• EXERCISE AIM
Print the lines of the data, starting with the first, up to and including the line where "#[derive(Debug, Clone, Copy, PartialEq, Eq)]" appears.

[Saved data entries]

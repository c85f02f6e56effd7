//! Realtime message sync core for VOSChat.
//!
//! - [`client`]: REST access to the chat server and reconnect policy.
//! - [`realtime`]: reconnecting WebSocket channel publishing decoded frames.
//! - [`store`]: ordered, de-duplicated message store with listeners.
//! - [`sync`]: coordinator that keeps a store current for one conversation.

pub mod client;
pub mod error;
pub mod protocol;
pub mod realtime;
pub mod store;
pub mod sync;
pub mod traits;
pub mod types;

pub use client::{ClientConfig, RestClient};
pub use error::{CodecError, Result, SyncError};
pub use realtime::{ChannelEvent, ChannelState, RealtimeChannel};
pub use store::{Delta, LocalId, MessageStore};
pub use sync::SyncCoordinator;
pub use traits::{ChatApi, FrameConnection, FrameConnector, SendReceipt};
pub use types::{Chat, FileInfo, Message, PresenceEvent, Scope, User};
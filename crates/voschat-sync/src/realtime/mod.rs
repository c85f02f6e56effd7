//! Realtime channel: a reconnecting duplex connection carrying JSON frames.

pub mod channel;
pub mod connector;
pub mod event;

pub use channel::RealtimeChannel;
pub use connector::WsConnector;
pub use event::{ChannelEvent, ChannelState, Diagnostic};
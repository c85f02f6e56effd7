//! Ordered, de-duplicated message store with change notification.

use crate::store::entry::{Entry, LocalId};
use crate::types::{DedupKey, Message};
use parking_lot::Mutex;
use std::collections::HashMap;
use std::sync::{Arc, Weak};
use tokio::sync::watch;
use tracing::debug;

type Listener = Arc<dyn Fn(&[Message]) + Send + Sync>;

/// Outcome of [`MessageStore::ingest_live`].
#[derive(Debug, Clone, Copy, PartialEq, Eq)]
pub enum Delta {
    Inserted,
    /// Replaced the optimistic copy inserted under `local`.
    Reconciled { local: LocalId },
    Duplicate,
}

/// Thread-safe store of one conversation's messages.
///
/// Cloning yields another handle to the same store. Mutations are
/// serialised; listeners run after each commit, in commit order, and must
/// not mutate the store from inside the callback.
#[derive(Clone)]
pub struct MessageStore {
    shared: Arc<Shared>,
}

struct Shared {
    /// Held across mutate + notify so listeners observe commits in order.
    writer: Mutex<()>,
    state: Mutex<State>,
    listeners: Mutex<Vec<(u64, Listener)>>,
    next_listener: Mutex<u64>,
    snapshots: watch::Sender<Arc<Vec<Message>>>,
}

#[derive(Default)]
struct State {
    entries: Vec<Entry>,
    /// Position of each entry by dedup key. Rebuilt whenever `entries` is re-sorted.
    index: HashMap<DedupKey, usize>,
    next_seq: u64,
}

/// Keeps a listener attached; dropping it detaches the listener.
#[must_use = "dropping a Subscription detaches the listener"]
pub struct Subscription {
    id: u64,
    shared: Weak<Shared>,
}

impl Subscription {
    pub fn unsubscribe(self) {}
}

impl Drop for Subscription {
    fn drop(&mut self) {
        if let Some(shared) = self.shared.upgrade() {
            shared.listeners.lock().retain(|(id, _)| *id != self.id);
        }
    }
}

enum Merge {
    /// Newer copies replace stored ones (history).
    Replace,
    /// Known keys are left untouched (live frames).
    Keep,
}

impl State {
    fn next_seq(&mut self) -> u64 {
        let seq = self.next_seq;
        self.next_seq += 1;
        seq
    }

    fn position_of_key(&self, key: &DedupKey) -> Option<usize> {
        self.index.get(key).copied()
    }

    fn position_of_local(&self, local: LocalId) -> Option<usize> {
        self.entries.iter().position(|e| e.local == Some(local))
    }

    /// Local entry still waiting for its server copy.
    fn unsynced_echo_of(&self, message: &Message) -> Option<usize> {
        message.id.as_ref()?;
        self.entries
            .iter()
            .position(|e| e.awaiting_server_copy() && e.message.echoes(message))
    }

    fn merge(&mut self, message: Message, policy: Merge) -> (Delta, bool) {
        let key = message.dedup_key();
        if let Some(pos) = self.position_of_key(&key) {
            let changed = match policy {
                Merge::Replace => self.entries[pos].replace(message),
                Merge::Keep => false,
            };
            return (Delta::Duplicate, changed);
        }

        if let Some(pos) = self.unsynced_echo_of(&message) {
            let entry = &mut self.entries[pos];
            let stale = entry.message.dedup_key();
            entry.replace(message);
            entry.pending = false;
            let local = entry.local.unwrap_or_else(LocalId::new);
            if self.index.get(&stale) == Some(&pos) {
                self.index.remove(&stale);
            }
            self.index.insert(key, pos);
            return (Delta::Reconciled { local }, true);
        }

        let seq = self.next_seq();
        self.index.insert(key, self.entries.len());
        self.entries.push(Entry::new(message, seq));
        (Delta::Inserted, true)
    }

    fn sort(&mut self) {
        self.entries.sort_by(|a, b| a.cmp_order(b));
        self.index = self
            .entries
            .iter()
            .enumerate()
            .map(|(pos, e)| (e.message.dedup_key(), pos))
            .collect();
    }

    fn messages(&self) -> Vec<Message> {
        self.entries.iter().map(|e| e.message.clone()).collect()
    }
}

impl Default for MessageStore {
    fn default() -> Self {
        Self::new()
    }
}

impl MessageStore {
    pub fn new() -> Self {
        let (snapshots, _) = watch::channel(Arc::new(Vec::new()));
        Self {
            shared: Arc::new(Shared {
                writer: Mutex::new(()),
                state: Mutex::new(State::default()),
                listeners: Mutex::new(Vec::new()),
                next_listener: Mutex::new(0),
                snapshots,
            }),
        }
    }

    /// Run `mutate` as one commit and notify when it reports a change.
    fn commit<R>(&self, mutate: impl FnOnce(&mut State) -> (R, bool)) -> R {
        let _writer = self.shared.writer.lock();
        let (result, snapshot) = {
            let mut state = self.shared.state.lock();
            let (result, changed) = mutate(&mut state);
            if changed {
                state.sort();
            }
            (result, changed.then(|| state.messages()))
        };
        if let Some(messages) = snapshot {
            self.notify(messages);
        }
        result
    }

    fn notify(&self, messages: Vec<Message>) {
        let listeners: Vec<Listener> = self
            .shared
            .listeners
            .lock()
            .iter()
            .map(|(_, l)| Arc::clone(l))
            .collect();
        for listener in &listeners {
            listener(messages.as_slice());
        }
        self.shared.snapshots.send_replace(Arc::new(messages));
    }

    /// Merge a fetched history page. Returns how many entries were new.
    pub fn ingest_history(&self, messages: Vec<Message>) -> usize {
        let batch = messages.len();
        let inserted = self.commit(|state| {
            let mut inserted = 0;
            let mut changed = false;
            for message in messages {
                let (delta, touched) = state.merge(message, Merge::Replace);
                if delta == Delta::Inserted {
                    inserted += 1;
                }
                changed |= touched;
            }
            (inserted, changed)
        });
        debug!("[Store] history: {} received, {} new", batch, inserted);
        inserted
    }

    /// Apply one message pushed by the server.
    pub fn ingest_live(&self, message: Message) -> Delta {
        self.commit(|state| state.merge(message, Merge::Keep))
    }

    /// Remove the message with server id `id`. No-op when absent.
    pub fn remove(&self, id: &str) -> bool {
        self.commit(|state| {
            let before = state.entries.len();
            state.entries.retain(|e| !e.has_id(id));
            let removed = state.entries.len() != before;
            (removed, removed)
        })
    }

    /// Insert a message the server has not confirmed yet.
    pub fn insert_pending(&self, message: Message) -> LocalId {
        let local = LocalId::new();
        self.commit(|state| {
            let seq = state.next_seq();
            state.entries.push(Entry::pending(message, seq, local));
            ((), true)
        });
        local
    }

    /// Confirm a pending entry, adopting the server copy when there is one.
    ///
    /// If another entry already carries the server id, the pending copy is
    /// dropped in its favour. Without a server copy the entry stays open to
    /// reconciliation with the echo that arrives later.
    pub fn acknowledge(&self, local: LocalId, confirmed: Option<Message>) -> bool {
        self.commit(|state| {
            let Some(pos) = state.position_of_local(local) else {
                return (false, false);
            };

            let Some(confirmed) = confirmed else {
                let entry = &mut state.entries[pos];
                let was_pending = std::mem::replace(&mut entry.pending, false);
                return (true, was_pending);
            };

            let taken = confirmed.id.as_deref().is_some_and(|id| {
                state
                    .entries
                    .iter()
                    .enumerate()
                    .any(|(i, e)| i != pos && e.has_id(id))
            });
            if taken {
                state.entries.remove(pos);
                return (true, true);
            }

            let entry = &mut state.entries[pos];
            let was_pending = std::mem::replace(&mut entry.pending, false);
            let replaced = entry.replace(confirmed);
            (true, was_pending || replaced)
        })
    }

    /// Drop a pending entry whose send failed.
    pub fn discard_pending(&self, local: LocalId) -> bool {
        self.commit(|state| {
            match state
                .entries
                .iter()
                .position(|e| e.pending && e.local == Some(local))
            {
                Some(pos) => {
                    state.entries.remove(pos);
                    (true, true)
                }
                None => (false, false),
            }
        })
    }

    pub fn is_pending(&self, local: LocalId) -> bool {
        let state = self.shared.state.lock();
        state
            .position_of_local(local)
            .is_some_and(|pos| state.entries[pos].pending)
    }

    /// Call `listener` with the full ordered sequence after every commit.
    pub fn subscribe<F>(&self, listener: F) -> Subscription
    where
        F: Fn(&[Message]) + Send + Sync + 'static,
    {
        let id = {
            let mut next = self.shared.next_listener.lock();
            *next += 1;
            *next
        };
        self.shared.listeners.lock().push((id, Arc::new(listener)));
        Subscription {
            id,
            shared: Arc::downgrade(&self.shared),
        }
    }

    /// Snapshots published after every commit.
    pub fn watch(&self) -> watch::Receiver<Arc<Vec<Message>>> {
        self.shared.snapshots.subscribe()
    }

    pub fn clear_subscriptions(&self) {
        self.shared.listeners.lock().clear();
    }

    pub fn listener_count(&self) -> usize {
        self.shared.listeners.lock().len()
    }

    pub fn snapshot(&self) -> Vec<Message> {
        self.shared.state.lock().messages()
    }

    pub fn get(&self, id: &str) -> Option<Message> {
        self.shared
            .state
            .lock()
            .entries
            .iter()
            .find(|e| e.has_id(id))
            .map(|e| e.message.clone())
    }

    pub fn len(&self) -> usize {
        self.shared.state.lock().entries.len()
    }

    pub fn is_empty(&self) -> bool {
        self.len() == 0
    }
}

• SOLUTION FOR THIS EXERCISE
repository c85f02f6e56effd7
//! Realtime message sync core for VOSChat.
//!
//! - [`client`]: REST access to the chat server and reconnect policy.
//! - [`realtime`]: reconnecting WebSocket channel publishing decoded frames.
//! - [`store`]: ordered, de-duplicated message store with listeners.
//! - [`sync`]: coordinator that keeps a store current for one conversation.

pub mod client;
pub mod error;
pub mod protocol;
pub mod realtime;
pub mod store;
pub mod sync;
pub mod traits;
pub mod types;

pub use client::{ClientConfig, RestClient};
pub use error::{CodecError, Result, SyncError};
pub use realtime::{ChannelEvent, ChannelState, RealtimeChannel};
pub use store::{Delta, LocalId, MessageStore};
pub use sync::SyncCoordinator;
pub use traits::{ChatApi, FrameConnection, FrameConnector, SendReceipt};
pub use types::{Chat, FileInfo, Message, PresenceEvent, Scope, User};
filename crates/voschat-sync/src/realtime/mod.rs
repository c85f02f6e56effd7
//! Realtime channel: a reconnecting duplex connection carrying JSON frames.

pub mod channel;
pub mod connector;
pub mod event;

pub use channel::RealtimeChannel;
pub use connector::WsConnector;
pub use event::{ChannelEvent, ChannelState, Diagnostic};
repository c85f02f6e56effd7
//! Ordered, de-duplicated message store with change notification.

use crate::store::entry::{Entry, LocalId};
use crate::types::{DedupKey, Message};
use parking_lot::Mutex;
use std::collections::HashMap;
use std::sync::{Arc, Weak};
use tokio::sync::watch;
use tracing::debug;

type Listener = Arc<dyn Fn(&[Message]) + Send + Sync>;

/// Outcome of [`MessageStore::ingest_live`].
#[derive(Debug, Clone, Copy, PartialEq, Eq)]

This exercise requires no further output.